VMware ESX Server's Effects on Operations
ESX creates a myriad of problems for administrators, specifically problems having to do with the scheduling of various operations around the use of normal tools and other everyday activities such as deployments, VMotion to balance nodes, and backups. Most, if not all, the limitations revolve around issues related to performance gathering and the data stores upon which VMs are placed, whether SCSI, including iSCSI, or non-VMDK files accessed from NFS shared off a NAS or some other system.
The performance-gathering issues dictate which tools to use to gather performance data and how to use the tools that gather this data. A certain level of understanding is required to interpret the results, and this knowledge will assist in balancing the VMs across multiple ESX Servers.
The data store limitations consist of bandwidth issues; each has a limited pipe between the ESX Server and the remote storage and reservation or locking issues. These two issues dictate quite a bit how ESX should be managed. As discussed in Chapter 5, “Storage with ESX,” SCSI reservations will occur whenever the metadata of the VMFS is changed and the reservation happens for the whole LUN and not an extent of the LUN. This also dictates the layout of VMFS on each LUN; specifically, a VMFS should take up a whole LUN and not a part of the LUN.

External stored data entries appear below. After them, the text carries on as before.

use std::env;

#[derive(Debug, Clone)]
pub struct Config {
    pub app: AppConfig,
    pub upload: UploadConfig,
    pub export: ExportConfig,
    pub swagger: SwaggerConfig,
}

#[derive(Debug, Clone)]
pub struct AppConfig {
    pub host: String,
    pub port: u16,
    pub cors_allowed_origins: Vec<String>,
}

/// Limits applied to calibration file uploads
#[derive(Debug, Clone)]
pub struct UploadConfig {
    /// Maximum accepted payload size in bytes
    pub max_file_size: usize,
    /// Accepted file extensions, lowercase and without the leading dot
    pub allowed_extensions: Vec<String>,
}

/// Labels written into the JSON export document
#[derive(Debug, Clone)]
pub struct ExportConfig {
    pub platform: String,
    pub version: String,
    /// Filename suggested to the client via Content-Disposition
    pub filename: String,
}

#[derive(Debug, Clone)]
pub struct SwaggerConfig {
    pub username: Option<String>,
    pub password: Option<String>,
    pub title: String,
    pub version: String,
    pub description: String,
}

impl Config {
    pub fn from_env() -> Result<Self, String> {
        // Load .env file if exists, ignore if not found (optional for production)
        if let Err(e) = dotenvy::dotenv() {
            if !e.to_string().contains("not found") {
                eprintln!("Warning: Error loading .env file: {}", e);
            }
        }

        Ok(Config {
            app: AppConfig::from_env()?,
            upload: UploadConfig::from_env()?,
            export: ExportConfig::from_env()?,
            swagger: SwaggerConfig::from_env()?,
        })
    }
}

impl AppConfig {
    pub fn from_env() -> Result<Self, String> {
        let host = env::var("HOST").unwrap_or_else(|_| "127.0.0.1".to_string());
        let port = env::var("PORT")
            .unwrap_or_else(|_| "3000".to_string())
            .parse::<u16>()
            .map_err(|e| format!("Invalid PORT: {}", e))?;

        // Parse CORS allowed origins from comma-separated string
        let cors_allowed_origins = env::var("CORS_ALLOWED_ORIGINS")
            .unwrap_or_else(|_| "*".to_string())
            .split(',')
            .map(|s| s.trim().to_string())
            .filter(|s| !s.is_empty())
            .collect();

        Ok(Self {
            host,
            port,
            cors_allowed_origins,
        })
    }

    pub fn server_address(&self) -> String {
        format!("{}:{}", self.host, self.port)
    }
}

impl UploadConfig {
    const DEFAULT_MAX_FILE_SIZE: usize = 50 * 1024 * 1024; // 50MB
    const DEFAULT_ALLOWED_EXTENSIONS: &'static str = "xdf,bin,a2l";

    pub fn from_env() -> Result<Self, String> {
        let max_file_size = env::var("MAX_UPLOAD_SIZE")
            .unwrap_or_else(|_| Self::DEFAULT_MAX_FILE_SIZE.to_string())
            .parse::<usize>()
            .map_err(|_| "MAX_UPLOAD_SIZE must be a valid number".to_string())?;

        let raw = env::var("ALLOWED_EXTENSIONS")
            .unwrap_or_else(|_| Self::DEFAULT_ALLOWED_EXTENSIONS.to_string());
        let allowed_extensions = Self::parse_extensions(&raw);

        if allowed_extensions.is_empty() {
            return Err("ALLOWED_EXTENSIONS must list at least one extension".to_string());
        }

        Ok(Self {
            max_file_size,
            allowed_extensions,
        })
    }

    /// Normalize a comma-separated extension list (".XDF, bin" -> ["xdf", "bin"])
    fn parse_extensions(raw: &str) -> Vec<String> {
        raw.split(',')
            .map(|s| s.trim().trim_start_matches('.').to_lowercase())
            .filter(|s| !s.is_empty())
            .collect()
    }
}

impl Default for UploadConfig {
    fn default() -> Self {
        Self {
            max_file_size: Self::DEFAULT_MAX_FILE_SIZE,
            allowed_extensions: Self::parse_extensions(Self::DEFAULT_ALLOWED_EXTENSIONS),
        }
    }
}

impl ExportConfig {
    const DEFAULT_PLATFORM: &'static str = "BMW ME9.2 Steuergeräte Platform";
    const DEFAULT_VERSION: &'static str = "1.0";
    const DEFAULT_FILENAME: &'static str = "bmw-me9-export.json";

    pub fn from_env() -> Result<Self, String> {
        let platform =
            env::var("EXPORT_PLATFORM").unwrap_or_else(|_| Self::DEFAULT_PLATFORM.to_string());
        let version =
            env::var("EXPORT_VERSION").unwrap_or_else(|_| Self::DEFAULT_VERSION.to_string());
        let filename =
            env::var("EXPORT_FILENAME").unwrap_or_else(|_| Self::DEFAULT_FILENAME.to_string());

        if filename.contains('"') {
            return Err("EXPORT_FILENAME must not contain quotes".to_string());
        }

        Ok(Self {
            platform,
            version,
            filename,
        })
    }
}

impl Default for ExportConfig {
    fn default() -> Self {
        Self {
            platform: Self::DEFAULT_PLATFORM.to_string(),
            version: Self::DEFAULT_VERSION.to_string(),
            filename: Self::DEFAULT_FILENAME.to_string(),
        }
    }
}

impl SwaggerConfig {
    pub fn from_env() -> Result<Self, String> {
        // Only use credentials if they are non-empty
        let username = env::var("SWAGGER_USERNAME").ok().filter(|s| !s.is_empty());
        let password = env::var("SWAGGER_PASSWORD").ok().filter(|s| !s.is_empty());
        let title = env::var("SWAGGER_TITLE").unwrap_or_else(|_| "ECU Central API".to_string());
        let version = env::var("SWAGGER_VERSION").unwrap_or_else(|_| "0.1.0".to_string());
        let description = env::var("SWAGGER_DESCRIPTION").unwrap_or_else(|_| {
            "API documentation for the BMW ECU calibration file platform".to_string()
        });

        Ok(Self {
            username,
            password,
            title,
            version,
            description,
        })
    }

    /// Returns credentials in "username:password" format if auth is enabled
    pub fn credentials(&self) -> Option<String> {
        match (&self.username, &self.password) {
            (Some(user), Some(pass)) => Some(format!("{}:{}", user, pass)),
            _ => None,
        }
    }
}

This chapter covers data store performance or bandwidth issues, SCSI-2 reservation issues, and performance-gathering agents, and then finishes with some other issues and a discussion of the impact of Sarbanes-Oxley. Note that some of the solutions discussed within this chapter are utopian and not easy to implement within large-scale ESX environments. These are documented for completeness and to give information that will aid in debugging these common problems.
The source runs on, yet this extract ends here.